> **Work item**:
Here is a listing; work out how many of its lines contain the word "struct", and state only that number.

--------------------------------------------------

use rust_decimal::Decimal;
use serde::Serialize;

use super::Transaction;

/// A transaction with its commission waterfall applied
///
/// Derived on every read and never stored.
#[derive(Debug, Clone, PartialEq, Serialize)]
pub struct ProcessedTransaction {
    #[serde(flatten)]
    pub transaction: Transaction,
    pub gci: Decimal,
    pub royalty_paid: Decimal,
    pub company_dollar_paid: Decimal,
    pub net_commission: Decimal,
    pub hst_on_gci: Decimal,
    /// Whether the deal counted toward the current cap-year totals
    pub in_current_cap_year: bool,
}

impl ProcessedTransaction {
    /// A deal with no royalty or company dollar withheld
    pub fn fully_net(
        transaction: Transaction,
        tax_rate: Decimal,
        in_current_cap_year: bool,
    ) -> Self {
        let gci = transaction.gci();
        Self {
            transaction,
            gci,
            royalty_paid: Decimal::ZERO,
            company_dollar_paid: Decimal::ZERO,
            net_commission: gci,
            hst_on_gci: gci * tax_rate,
            in_current_cap_year,
        }
    }

    /// Sum of every deduction and the agent's net; always equals `gci`
    pub fn accounted_total(&self) -> Decimal {
        self.net_commission + self.royalty_paid + self.company_dollar_paid
    }
}

/// A processed transaction annotated with its agent, for coach/admin views
#[derive(Debug, Clone, PartialEq, Serialize)]
pub struct AgentProcessedTransaction {
    #[serde(flatten)]
    pub processed: ProcessedTransaction,
    pub agent_name: String,
}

--------------------------------------------------

> **Answer for this exercise**:
2